On each level there was an eclectic assortment of art work. Filberto gave us a tour and explained each one, where he found it or where his inspiration came from. His art was expressive and down right strange… but totally reflected his demeanor and personality. The more I watched him, listened to him and grew to respect his choice of lifestyle, I couldn’t shake my grandfathers image from my head.

He left us and departed to his home on the water in a small Zodiac inflatable boat… that no longer was inflated but served his purpose of traveling to his small home on The Sea. His home was now ours…

Coffee Up In The Hill

Our last day on Isla Basimentos… coffee? The best coffee and organic breakfast is found at a cacao farm at the top of Basimentos. Now what no one can tell you correctly is where it is or how long of a hike it really is. It’s called Up In The Hill Coffee and Gift Shop.

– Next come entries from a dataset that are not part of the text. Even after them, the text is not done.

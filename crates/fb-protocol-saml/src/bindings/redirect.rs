//! HTTP-Redirect binding.
//!
//! The AuthnRequest travels deflated and base64-encoded in the query string.
//! A signed redirect carries a detached signature over the query string.

use base64::Engine;
use fb_protocol::{OutboundInstruction, RequestSigner};
use flate2::read::DeflateDecoder;
use flate2::write::DeflateEncoder;
use flate2::Compression;
use std::io::{Read, Write};

use crate::error::{SamlError, SamlResult};

use super::SamlMessageType;

/// Builds redirect URLs carrying an AuthnRequest.
pub struct HttpRedirectBinding;

impl HttpRedirectBinding {
    /// Builds an unsigned redirect to `destination`.
    pub fn encode_request(
        xml: &str,
        destination: &str,
        relay_state: Option<&str>,
    ) -> SamlResult<OutboundInstruction> {
        let query = Self::query(xml, relay_state, SamlMessageType::Request)?;
        Ok(OutboundInstruction::Redirect {
            url: join(destination, &query),
        })
    }

    /// Builds a redirect with a detached query signature.
    ///
    /// The signature covers `SAMLRequest`, `RelayState` (if present) and
    /// `SigAlg`, in that order, as URL-encoded in the final query.
    pub fn encode_signed_request(
        xml: &str,
        destination: &str,
        relay_state: Option<&str>,
        signer: &dyn RequestSigner,
    ) -> SamlResult<OutboundInstruction> {
        let mut query = Self::query(xml, relay_state, SamlMessageType::Request)?;
        query.push_str(&format!("&SigAlg={}", urlencoding::encode(signer.algorithm())));

        let signature = signer
            .sign_query(&query)
            .map_err(|e| SamlError::SignatureCreation(e.to_string()))?;
        query.push_str(&format!("&Signature={}", urlencoding::encode(&signature.value)));

        Ok(OutboundInstruction::Redirect {
            url: join(destination, &query),
        })
    }

    fn query(
        xml: &str,
        relay_state: Option<&str>,
        message_type: SamlMessageType,
    ) -> SamlResult<String> {
        let compressed = deflate(xml.as_bytes())?;
        let encoded = base64::engine::general_purpose::STANDARD.encode(&compressed);

        let mut query = format!(
            "{}={}",
            message_type.form_param(),
            urlencoding::encode(&encoded)
        );
        if let Some(rs) = relay_state {
            query.push_str(&format!("&RelayState={}", urlencoding::encode(rs)));
        }
        Ok(query)
    }

    /// Decodes a deflated, base64-encoded message parameter into XML.
    ///
    /// The value must already be URL-decoded.
    pub fn decode(value: &str) -> SamlResult<String> {
        let deflated = base64::engine::general_purpose::STANDARD.decode(value)?;
        String::from_utf8(inflate(&deflated)?)
            .map_err(|e| SamlError::XmlParse(format!("message is not UTF-8: {e}")))
    }
}

fn join(destination: &str, query: &str) -> String {
    let separator = if destination.contains('?') { '&' } else { '?' };
    format!("{destination}{separator}{query}")
}

/// Raw DEFLATE, no zlib header.
fn deflate(data: &[u8]) -> SamlResult<Vec<u8>> {
    let mut encoder = DeflateEncoder::new(Vec::new(), Compression::default());
    encoder.write_all(data)?;
    Ok(encoder.finish()?)
}

fn inflate(data: &[u8]) -> SamlResult<Vec<u8>> {
    let mut xml = Vec::new();
    DeflateDecoder::new(data).read_to_end(&mut xml)?;
    Ok(xml)
}
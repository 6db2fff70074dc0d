//! The closed set of protocol adapters.
//!
//! Supported protocols are known at compile time. A new protocol is added as
//! a variant here; there is no runtime plugin loading.

use std::fmt;

use async_trait::async_trait;
use fb_core::{AttributeMap, DefaultAttribute, RawAttributes};
use fb_protocol::{
    InboundMessage, Initiation, ProtocolAdapter, ProtocolDescriptor, ProtocolResult,
    TargetDescriptor, ValidationResult,
};
use fb_protocol_openid::OpenIdAdapter;
use fb_protocol_saml::Saml2Adapter;
use fb_protocol_wsfed::WsFedAdapter;
use fb_session::ExchangeState;

/// A configured protocol adapter.
pub enum Adapter {
    /// SAML 2.0 Web Browser SSO.
    Saml2(Saml2Adapter),
    /// OpenID Authentication 2.0.
    OpenId(OpenIdAdapter),
    /// WS-Federation passive requestor.
    WsFederation(WsFedAdapter),
}

impl Adapter {
    fn inner(&self) -> &dyn ProtocolAdapter {
        match self {
            Self::Saml2(a) => a,
            Self::OpenId(a) => a,
            Self::WsFederation(a) => a,
        }
    }
}

impl fmt::Debug for Adapter {
    fn fmt(&self, f: &mut fmt::Formatter<'_>) -> fmt::Result {
        f.debug_tuple("Adapter").field(&self.identify()).finish()
    }
}

impl From<Saml2Adapter> for Adapter {
    fn from(adapter: Saml2Adapter) -> Self {
        Self::Saml2(adapter)
    }
}

impl From<OpenIdAdapter> for Adapter {
    fn from(adapter: OpenIdAdapter) -> Self {
        Self::OpenId(adapter)
    }
}

impl From<WsFedAdapter> for Adapter {
    fn from(adapter: WsFedAdapter) -> Self {
        Self::WsFederation(adapter)
    }
}

#[async_trait]
impl ProtocolAdapter for Adapter {
    fn identify(&self) -> &'static str {
        self.inner().identify()
    }

    fn descriptor(&self) -> ProtocolDescriptor {
        self.inner().descriptor()
    }

    fn find_attribute_uri(&self, attribute: DefaultAttribute) -> Option<&'static str> {
        self.inner().find_attribute_uri(attribute)
    }

    fn initiate(&self, target: &TargetDescriptor) -> ProtocolResult<Initiation> {
        self.inner().initiate(target)
    }

    async fn complete(
        &self,
        inbound: &InboundMessage,
        expected: &ExchangeState,
    ) -> ValidationResult {
        self.inner().complete(inbound, expected).await
    }

    fn map_attributes(&self, raw: RawAttributes) -> AttributeMap {
        self.inner().map_attributes(raw)
    }
}
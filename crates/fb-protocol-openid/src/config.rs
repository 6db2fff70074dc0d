//! OpenID adapter configuration.

use std::time::Duration;

use fb_core::DefaultAttribute;
use serde::{Deserialize, Serialize};

use crate::association::{AssocType, Association};
use crate::error::OpenIdResult;

/// Association established with the OpenID provider out of band.
#[derive(Debug, Clone, Serialize, Deserialize)]
pub struct AssociationConfig {
    /// Association handle.
    pub handle: String,
    /// Base64-encoded MAC key.
    pub mac_key: String,
    /// MAC algorithm.
    #[serde(default)]
    pub assoc_type: AssocType,
}

impl AssociationConfig {
    /// Builds the association.
    pub fn build(&self) -> OpenIdResult<Association> {
        Association::new(&self.handle, self.assoc_type, &self.mac_key)
    }
}

/// An attribute requested through Attribute Exchange.
#[derive(Debug, Clone, Copy, PartialEq, Eq, Serialize, Deserialize)]
pub struct RequestedAttribute {
    /// The attribute.
    pub attribute: DefaultAttribute,
    /// Whether the provider is asked to treat it as required.
    #[serde(default)]
    pub required: bool,
}

/// OpenID 2.0 relying party settings.
#[derive(Debug, Clone, Serialize, Deserialize)]
pub struct OpenIdConfig {
    /// OpenID provider endpoint URL.
    pub op_endpoint: String,

    /// Claimed identifier. Defaults to identifier select.
    pub claimed_id: Option<String>,

    /// OP-local identifier. Defaults to the claimed identifier.
    pub op_local_id: Option<String>,

    /// Shared association.
    pub association: AssociationConfig,

    /// Realm. Defaults to the root of the return URL.
    pub realm: Option<String>,

    /// Absolute return URL.
    pub return_to: Option<String>,

    /// Return path, joined to the request origin when `return_to` is unset.
    pub return_path: Option<String>,

    /// Attributes requested through Attribute Exchange.
    #[serde(default = "default_requested_attributes")]
    pub requested_attributes: Vec<RequestedAttribute>,

    /// Maximum age of `openid.response_nonce`, in seconds.
    #[serde(default = "default_max_nonce_age")]
    pub max_nonce_age_secs: u64,
}

impl OpenIdConfig {
    /// Creates a configuration with an absolute return URL.
    #[must_use]
    pub fn new(
        op_endpoint: impl Into<String>,
        return_to: impl Into<String>,
        association: AssociationConfig,
    ) -> Self {
        Self {
            op_endpoint: op_endpoint.into(),
            claimed_id: None,
            op_local_id: None,
            association,
            realm: None,
            return_to: Some(return_to.into()),
            return_path: None,
            requested_attributes: default_requested_attributes(),
            max_nonce_age_secs: default_max_nonce_age(),
        }
    }

    /// Returns the maximum nonce age.
    #[must_use]
    pub const fn max_nonce_age(&self) -> Duration {
        Duration::from_secs(self.max_nonce_age_secs)
    }

    /// Validates the configuration.
    pub fn validate(&self) -> Result<(), String> {
        url::Url::parse(&self.op_endpoint)
            .map_err(|e| format!("openid: invalid op_endpoint: {e}"))?;

        match (&self.return_to, &self.return_path) {
            (None, None) => return Err("openid: return_to or return_path is required".into()),
            (Some(url), _) => {
                url::Url::parse(url).map_err(|e| format!("openid: invalid return_to: {e}"))?;
            }
            (None, Some(_)) => {}
        }

        if let Some(realm) = &self.realm {
            url::Url::parse(realm).map_err(|e| format!("openid: invalid realm: {e}"))?;
        }

        if self.max_nonce_age_secs == 0 {
            return Err("openid: max_nonce_age_secs must be positive".into());
        }

        self.association
            .build()
            .map(|_| ())
            .map_err(|e| format!("openid: {e}"))
    }
}

fn default_requested_attributes() -> Vec<RequestedAttribute> {
    [
        (DefaultAttribute::FirstName, true),
        (DefaultAttribute::LastName, true),
        (DefaultAttribute::Name, false),
    ]
    .into_iter()
    .map(|(attribute, required)| RequestedAttribute {
        attribute,
        required,
    })
    .collect()
}

const fn default_max_nonce_age() -> u64 {
    300
}
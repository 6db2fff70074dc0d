//! Registry of configured protocol adapters.

use std::sync::Arc;

use dashmap::DashMap;
use fb_protocol::{ProtocolAdapter, ProtocolDescriptor};
use parking_lot::RwLock;

use crate::adapter::Adapter;
use crate::error::{BrokerError, BrokerResult};

/// Adapters keyed by protocol id.
///
/// Filled once at startup and only read afterwards.
#[derive(Debug, Default)]
pub struct ProtocolRegistry {
    adapters: DashMap<&'static str, Arc<Adapter>>,
    default: RwLock<Option<&'static str>>,
}

impl ProtocolRegistry {
    /// Creates an empty registry.
    #[must_use]
    pub fn new() -> Self {
        Self::default()
    }

    /// Registers an adapter under its protocol id.
    ///
    /// Fails if an adapter for the same protocol is already registered.
    pub fn register(&self, adapter: Adapter) -> BrokerResult<()> {
        let id = adapter.identify();
        match self.adapters.entry(id) {
            dashmap::mapref::entry::Entry::Occupied(_) => Err(BrokerError::Configuration(format!(
                "protocol {id} is registered twice"
            ))),
            dashmap::mapref::entry::Entry::Vacant(slot) => {
                slot.insert(Arc::new(adapter));
                tracing::debug!(protocol = id, "registered protocol adapter");
                Ok(())
            }
        }
    }

    /// Sets the protocol used when the caller does not name one.
    pub fn set_default(&self, protocol_id: &str) -> BrokerResult<()> {
        let id = self
            .adapters
            .get(protocol_id)
            .map(|entry| *entry.key())
            .ok_or_else(|| BrokerError::UnknownProtocol(protocol_id.to_string()))?;
        *self.default.write() = Some(id);
        Ok(())
    }

    /// Returns the default protocol id.
    ///
    /// With a single registered adapter, that adapter is the default.
    #[must_use]
    pub fn default_protocol(&self) -> Option<&'static str> {
        if let Some(id) = *self.default.read() {
            return Some(id);
        }
        if self.adapters.len() == 1 {
            return self.adapters.iter().next().map(|entry| *entry.key());
        }
        None
    }

    /// Returns the adapter for a protocol id.
    #[must_use]
    pub fn get(&self, protocol_id: &str) -> Option<Arc<Adapter>> {
        self.adapters.get(protocol_id).map(|entry| Arc::clone(entry.value()))
    }

    /// Returns the adapter for the requested protocol, or the default one.
    pub fn resolve(&self, protocol_id: Option<&str>) -> BrokerResult<Arc<Adapter>> {
        let id = match protocol_id {
            Some(id) => id,
            None => self.default_protocol().ok_or_else(|| {
                BrokerError::InvalidRequest(
                    "no protocol requested and no default protocol configured".into(),
                )
            })?,
        };
        self.get(id)
            .ok_or_else(|| BrokerError::UnknownProtocol(id.to_string()))
    }

    /// Returns the descriptors of all registered adapters, ordered by id.
    #[must_use]
    pub fn descriptors(&self) -> Vec<ProtocolDescriptor> {
        let mut descriptors: Vec<_> = self
            .adapters
            .iter()
            .map(|entry| entry.value().descriptor())
            .collect();
        descriptors.sort_by_key(|d| d.id);
        descriptors
    }

    /// Lists registered protocol ids, ordered.
    #[must_use]
    pub fn list_protocols(&self) -> Vec<&'static str> {
        let mut ids: Vec<_> = self.adapters.iter().map(|entry| *entry.key()).collect();
        ids.sort_unstable();
        ids
    }

    /// Checks if a protocol is registered.
    #[must_use]
    pub fn has_protocol(&self, protocol_id: &str) -> bool {
        self.adapters.contains_key(protocol_id)
    }

    /// Checks that every listed protocol is registered.
    pub fn validate_required(&self, required: &[&str]) -> BrokerResult<()> {
        let missing: Vec<_> = required
            .iter()
            .filter(|id| !self.has_protocol(id))
            .copied()
            .collect();

        if missing.is_empty() {
            Ok(())
        } else {
            Err(BrokerError::Configuration(format!(
                "required protocols not registered: {}",
                missing.join(", ")
            )))
        }
    }

    /// Number of registered adapters.
    #[must_use]
    pub fn len(&self) -> usize {
        self.adapters.len()
    }

    /// Returns whether no adapter is registered.
    #[must_use]
    pub fn is_empty(&self) -> bool {
        self.adapters.is_empty()
    }
}
impl fmt::Display for AttributeKey {
    fn fmt(&self, f: &mut fmt::Formatter<'_>) -> fmt::Result {
        match self {
            Self::Default(attr) => write!(f, "{attr}"),
            Self::Raw(name) => f.write_str(name),
        }
    }
}

/// Attribute value: scalar or multi-valued.
#[derive(Debug, Clone, PartialEq, Eq, Serialize, Deserialize)]
#[serde(untagged)]
pub enum AttributeValue {
    /// Single value.
    Single(String),
    /// Multiple values, in delivery order.
    Multi(Vec<String>),
}

impl AttributeValue {
    /// Builds a value from a protocol value list.
    #[must_use]
    pub fn from_values(mut values: Vec<String>) -> Self {
        if values.len() == 1 {
            Self::Single(values.remove(0))
        } else {
            Self::Multi(values)
        }
    }

    /// Returns all values as a slice.
    #[must_use]
    pub fn values(&self) -> &[String] {
        match self {
            Self::Single(value) => std::slice::from_ref(value),
            Self::Multi(values) => values,
        }
    }

    /// Returns the first value, if any.
    #[must_use]
    pub fn first(&self) -> Option<&str> {
        self.values().first().map(String::as_str)
    }

    /// Appends the values of `other`.
    #[must_use]
    pub fn merge(self, other: Self) -> Self {
        let mut values = match self {
            Self::Single(value) => vec![value],
            Self::Multi(values) => values,
        };
        match other {
            Self::Single(value) => values.push(value),
            Self::Multi(more) => values.extend(more),
        }
        Self::Multi(values)
    }
}

/// Attributes as delivered by a protocol, in delivery order.
///
/// Identifiers are protocol-specific (SAML attribute names, AX type URIs,
/// claim types). The same identifier may occur more than once.
#[derive(Debug, Clone, Default, PartialEq, Eq, Serialize, Deserialize)]
pub struct RawAttributes {
    entries: Vec<(String, Vec<String>)>,
}

impl RawAttributes {
    /// Creates an empty set.
    #[must_use]
    pub fn new() -> Self {
        Self::default()
    }

    /// Appends an attribute.
    pub fn push(&mut self, identifier: impl Into<String>, values: Vec<String>) {
        self.entries.push((identifier.into(), values));
    }

    /// Appends an attribute, builder style.
    #[must_use]
    pub fn with(mut self, identifier: impl Into<String>, values: Vec<String>) -> Self {
        self.push(identifier, values);
        self
    }

    /// Returns the values delivered under an identifier.
    #[must_use]
    pub fn get(&self, identifier: &str) -> Vec<&str> {
        self.entries
            .iter()
            .filter(|(name, _)| name == identifier)
            .flat_map(|(_, values)| values.iter().map(String::as_str))
            .collect()
    }

    /// Iterates over the entries.
    pub fn iter(&self) -> impl Iterator<Item = (&str, &[String])> {
        self.entries
            .iter()
            .map(|(name, values)| (name.as_str(), values.as_slice()))
    }

    /// Number of distinct identifiers.
    #[must_use]
    pub fn distinct_len(&self) -> usize {
        let mut names: Vec<&str> = self.entries.iter().map(|(n, _)| n.as_str()).collect();
        names.sort_unstable();
        names.dedup();
        names.len()
    }

    /// Returns whether no attribute was delivered.
    #[must_use]
    pub fn is_empty(&self) -> bool {
        self.entries.is_empty()
    }
}

impl IntoIterator for RawAttributes {
    type Item = (String, Vec<String>);
    type IntoIter = std::vec::IntoIter<(String, Vec<String>)>;

    fn into_iter(self) -> Self::IntoIter {
        self.entries.into_iter()
    }
}

/// Generic attribute map handed to the caller in a successful outcome.
#[derive(Debug, Clone, Default, PartialEq, Eq)]
pub struct AttributeMap {
    entries: BTreeMap<AttributeKey, AttributeValue>,
}

impl AttributeMap {
    /// Creates an empty map.
    #[must_use]
    pub fn new() -> Self {
        Self::default()
    }

    /// Inserts a value, merging with any value already under the key.
    pub fn insert(&mut self, key: AttributeKey, value: AttributeValue) {
        let merged = match self.entries.remove(&key) {
            Some(existing) => existing.merge(value),
            None => value,
        };
        self.entries.insert(key, merged);
    }

    /// Returns the value under a key.
    #[must_use]
    pub fn get(&self, key: &AttributeKey) -> Option<&AttributeValue> {
        self.entries.get(key)
    }

    /// Returns the value of a default attribute.
    #[must_use]
    pub fn get_default(&self, attribute: DefaultAttribute) -> Option<&AttributeValue> {
        self.entries.get(&AttributeKey::Default(attribute))
    }

    /// Returns the value of an unmapped raw attribute.
    #[must_use]
    pub fn get_raw(&self, identifier: &str) -> Option<&AttributeValue> {
        self.entries.get(&AttributeKey::Raw(identifier.to_string()))
    }

    /// Number of keys.
    #[must_use]
    pub fn len(&self) -> usize {
        self.entries.len()
    }

    /// Returns whether the map is empty.
    #[must_use]
    pub fn is_empty(&self) -> bool {
        self.entries.is_empty()
    }

    /// Iterates over entries in key order.
    pub fn iter(&self) -> impl Iterator<Item = (&AttributeKey, &AttributeValue)> {
        self.entries.iter()
    }
}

We flagged down a water taxi from our dock and told him to take us to the coffee house on the hill. He dropped us off at the dock and pointed and said follow the path up the hill. Simple enough… we paid our fare and set off. It was about 9:30 and the heat was just starting to build. We found the path marked clearly at first and set off UP. The first sign said 15 minutes to In the Up in the Hill Organic Farm… 15 minutes later a sign that said 7 minutes and 10 minutes later another sign that said 7 minutes. With sweat pouring from the intense humidity and continual up hill trekking… we finally came to a muddy path with a big sign that said 7 more…
Finally forty minutes later we came to a gate Up In The Hill! We had arrived. Honestly the last thing I wanted was a hot cup of coffee, so I settled on a big glass of water and lemongrass tea.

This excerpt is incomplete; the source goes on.